I want to close with some thoughts about the future of subspecialty societies including our own. I am concerned about a rather ominous trend in academic medicine that I think will begin having severe negative consequences towards subspecialty societies. That is the concept I call "We Eat What We Kill". As a division chief and program director, I know firsthand how budgets are currently constructed and how reimbursement is provided to individuals in academic medicine. One must clearly account for almost every moment of time and no longer are there the opportunities for nonreimbursable activities such as volunteering for subspecialty organizations. Many of us who elect to take on significant leadership roles in these societies find ourselves at risk for pay cuts because we aren't providing an adequate amount of clinical service.
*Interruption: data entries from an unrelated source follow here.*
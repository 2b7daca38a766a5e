//! Runtime configuration.
//!
//! Resolved once at startup and handed to the environment, so request
//! handling never reads process-wide variables.

use crate::core::ClockTime;
use crate::enforcement::{ClinicRules, ClinicRulesBuilder, ViolationStrategy};
use serde::{Deserialize, Serialize};
use thiserror::Error;

pub const ENV_HOURS_POLICY: &str = "CLINIC_HOURS_POLICY";
pub const ENV_WEEKDAY_CLOSE: &str = "CLINIC_WEEKDAY_CLOSE";
pub const ENV_SATURDAY_CLOSE: &str = "CLINIC_SATURDAY_CLOSE";
pub const ENV_OPEN_SUNDAYS: &str = "CLINIC_OPEN_SUNDAYS";
pub const ENV_PAGE_SIZE: &str = "CLINIC_PAGE_SIZE";
pub const ENV_MAX_PAGE_SIZE: &str = "CLINIC_MAX_PAGE_SIZE";

#[derive(Debug, Error)]
pub enum ConfigError {
    #[error("invalid value for {key}: '{value}' ({reason})")]
    InvalidValue {
        key: &'static str,
        value: String,
        reason: String,
    },

    #[error("failed to parse configuration: {0}")]
    Parse(#[from] serde_json::Error),
}

/// Opening hours of the practice.
///
/// Appointments must start strictly before the closing time of their day.
#[derive(Clone, Debug, PartialEq, Eq, Serialize, Deserialize)]
#[serde(default)]
pub struct ClinicHours {
    pub weekday_close: ClockTime,
    pub saturday_close: ClockTime,
    pub open_sundays: bool,
}

impl Default for ClinicHours {
    fn default() -> Self {
        Self {
            weekday_close: ClockTime::new(20, 0).unwrap_or_default(),
            saturday_close: ClockTime::new(12, 0).unwrap_or_default(),
            open_sundays: false,
        }
    }
}

#[derive(Clone, Debug, PartialEq, Eq, Serialize, Deserialize)]
#[serde(default)]
pub struct ScheduleConfig {
    pub clinic_hours: ClinicHours,
    /// What to do when a new or rescheduled slot is outside opening hours.
    pub hours_policy: ViolationStrategy,
    pub default_page_size: u32,
    pub max_page_size: u32,
}

impl Default for ScheduleConfig {
    fn default() -> Self {
        Self {
            clinic_hours: ClinicHours::default(),
            hours_policy: ViolationStrategy::Reject,
            default_page_size: 20,
            max_page_size: 100,
        }
    }
}

impl ScheduleConfig {
    pub fn from_json(raw: &str) -> Result<Self, ConfigError> {
        Ok(serde_json::from_str(raw)?)
    }

    /// Read `CLINIC_*` environment variables, falling back to defaults.
    pub fn from_env() -> Result<Self, ConfigError> {
        Self::from_lookup(|key| std::env::var(key).ok())
    }

    /// Build from an arbitrary key lookup. Unset keys keep their defaults.
    pub fn from_lookup<F>(lookup: F) -> Result<Self, ConfigError>
    where
        F: Fn(&str) -> Option<String>,
    {
        let mut config = Self::default();

        if let Some(value) = lookup(ENV_HOURS_POLICY) {
            config.hours_policy = value
                .parse::<ViolationStrategy>()
                .map_err(|reason| ConfigError::InvalidValue {
                    key: ENV_HOURS_POLICY,
                    value,
                    reason,
                })?;
        }
        if let Some(value) = lookup(ENV_WEEKDAY_CLOSE) {
            config.clinic_hours.weekday_close = parse_clock(ENV_WEEKDAY_CLOSE, value)?;
        }
        if let Some(value) = lookup(ENV_SATURDAY_CLOSE) {
            config.clinic_hours.saturday_close = parse_clock(ENV_SATURDAY_CLOSE, value)?;
        }
        if let Some(value) = lookup(ENV_OPEN_SUNDAYS) {
            config.clinic_hours.open_sundays = parse_flag(ENV_OPEN_SUNDAYS, value)?;
        }
        if let Some(value) = lookup(ENV_PAGE_SIZE) {
            config.default_page_size = parse_page_size(ENV_PAGE_SIZE, value)?;
        }
        if let Some(value) = lookup(ENV_MAX_PAGE_SIZE) {
            config.max_page_size = parse_page_size(ENV_MAX_PAGE_SIZE, value)?;
        }

        Ok(config)
    }

    /// Opening-hours rules for this configuration.
    pub fn rules(&self) -> ClinicRules {
        ClinicRulesBuilder::new()
            .hours(self.clinic_hours.clone())
            .on_violation(self.hours_policy)
            .build()
    }

    /// Clamp a requested page and page size to the configured limits.
    ///
    /// Pages start at 1. A size of zero or above the maximum falls back to
    /// the default.
    pub fn page_bounds(&self, page: u32, per_page: u32) -> (u32, u32) {
        let page = page.max(1);
        let per_page = if per_page == 0 || per_page > self.max_page_size {
            self.default_page_size
        } else {
            per_page
        };
        (page, per_page)
    }
}

fn parse_flag(key: &'static str, value: String) -> Result<bool, ConfigError> {
    match value.trim().to_ascii_lowercase().as_str() {
        "1" | "true" | "yes" | "on" => Ok(true),
        "0" | "false" | "no" | "off" => Ok(false),
        _ => Err(ConfigError::InvalidValue {
            key,
            value,
            reason: "expected a boolean".to_string(),
        }),
    }
}

fn parse_clock(key: &'static str, value: String) -> Result<ClockTime, ConfigError> {
    ClockTime::parse(&value).ok_or_else(|| ConfigError::InvalidValue {
        key,
        value,
        reason: "expected HH:MM".to_string(),
    })
}

fn parse_page_size(key: &'static str, value: String) -> Result<u32, ConfigError> {
    match value.trim().parse::<u32>() {
        Ok(size) if size > 0 => Ok(size),
        Ok(_) => Err(ConfigError::InvalidValue {
            key,
            value,
            reason: "must be greater than zero".to_string(),
        }),
        Err(err) => Err(ConfigError::InvalidValue {
            key,
            value,
            reason: err.to_string(),
        }),
    }
}
//! Transition error types.

use super::status::AppointmentStatus;
use serde::{Deserialize, Serialize};
use std::fmt;
use thiserror::Error;

/// Reschedule input field, used for field-level error messages.
#[derive(Clone, Copy, PartialEq, Eq, Hash, Debug, Serialize, Deserialize)]
#[serde(rename_all = "lowercase")]
pub enum RescheduleField {
    Date,
    Time,
}

impl RescheduleField {
    /// Format hint shown next to the field.
    pub fn expected_format(&self) -> &'static str {
        match self {
            Self::Date => "YYYY-MM-DD",
            Self::Time => "HH:MM",
        }
    }
}

impl fmt::Display for RescheduleField {
    fn fmt(&self, f: &mut fmt::Formatter<'_>) -> fmt::Result {
        match self {
            Self::Date => f.write_str("date"),
            Self::Time => f.write_str("time"),
        }
    }
}

/// A reschedule field whose value could not be parsed.
#[derive(Clone, PartialEq, Eq, Debug, Serialize, Deserialize)]
pub struct InvalidField {
    pub field: RescheduleField,
    pub value: String,
}

impl fmt::Display for InvalidField {
    fn fmt(&self, f: &mut fmt::Formatter<'_>) -> fmt::Result {
        write!(
            f,
            "{} '{}' (expected {})",
            self.field,
            self.value,
            self.field.expected_format()
        )
    }
}

/// Errors returned by the appointment state machine.
///
/// Every variant is recoverable: the caller shows it to the user and waits
/// for new input. Nothing is retried automatically.
#[derive(Clone, Debug, PartialEq, Eq, Error)]
pub enum TransitionError {
    #[error("cannot move appointment from {from} to {to} (allowed: {})", join(.allowed))]
    InvalidTransition {
        from: AppointmentStatus,
        to: AppointmentStatus,
        allowed: Vec<AppointmentStatus>,
    },

    #[error("rescheduling requires {}", join(.fields))]
    MissingRescheduleFields { fields: Vec<RescheduleField> },

    #[error("invalid reschedule input: {}", join(.fields))]
    InvalidDateOrTime { fields: Vec<InvalidField> },
}

impl TransitionError {
    /// Statuses the caller may offer instead, for `InvalidTransition`.
    pub fn alternatives(&self) -> &[AppointmentStatus] {
        match self {
            Self::InvalidTransition { allowed, .. } => allowed,
            _ => &[],
        }
    }
}

/// Status name that matches none of the known statuses.
#[derive(Clone, Debug, PartialEq, Eq, Error)]
#[error("unknown appointment status '{0}'")]
pub struct UnknownStatus(pub String);

fn join<T: fmt::Display>(items: &[T]) -> String {
    if items.is_empty() {
        return "none".to_string();
    }
    items
        .iter()
        .map(ToString::to_string)
        .collect::<Vec<_>>()
        .join(", ")
}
I would like to believe that this trend will not continue, but I am not naïve. It will be a shame if academic health centers cannot recognize the importance of subspecialty societies in the dissemination of research and the providing of education. I fear this is going to most affect the young members in our society. Already, I think we are beginning to see the impact of this.

This phenomenon is also going to have an impact on research. Much of the research that is presented at this and other meetings is unfunded. Research that comes from a simple clinical observation with follow up studies to test the developed hypothesis. In this current environment, one is going to find it more and more difficult to perform unfunded research. I don't come before you with any answers as to how we can overcome this trend and how subspecialty societies will be able to maintain a steady flow of young and talented leaders. It is clear that we are not going to be able to afford to go beyond the volunteer leadership of our societies and it is conceivable that only when a lack of leadership reaches crisis proportions, changes will be made.

In closing, I would like to thank publicly a number of people whose support has been invaluable. I first would like to thank my wife Mamiko and my three beautiful daughters Katrina, Natalie and Chelsea, who bring extraordinary joy to my life. Mamiko not only tolerated my absences this past year, but has always provided me with unconditional love and support. I'd like to thank the members of the Board of Directors of the AST. One could not have hoped for a more effective leadership group with whom to work. I'd also like to thank our committee chairs for the past year for the leadership that they have provided.

I especially want to thank the staff at Association Headquarters and in particular our Executive Director, Susan Nelson. Susan is truly the person who keeps the society on the right track year after year. She is clearly one of the reasons why our society has achieved as much as it has. I would also like to thank the other members of Susan's staff from Association Headquarters, in particular, Nikki Zuecca and Beth Jenkins. I thank Pam Ballinger, who continues to run the best meeting in the country and the rest of the Transplant 2000 staff.

Finally, I would like to thank Ron Busuttil for his friendship and leadership this past year. I believe that Ron and I have developed a model relationship for our two societies. Ron and I are different people and we did not agree on everything. But, rather than focusing on any differences, we focused on developing common principles and a common vision. Most importantly, we communicated freely and frequently. Issues were never allowed to fester, but rather were immediately addressed and almost invariably resolved with agreement. This must be the model by which our societies continue to work together. I close with an admonition to the future leaders of both societies, "Don't screw it up".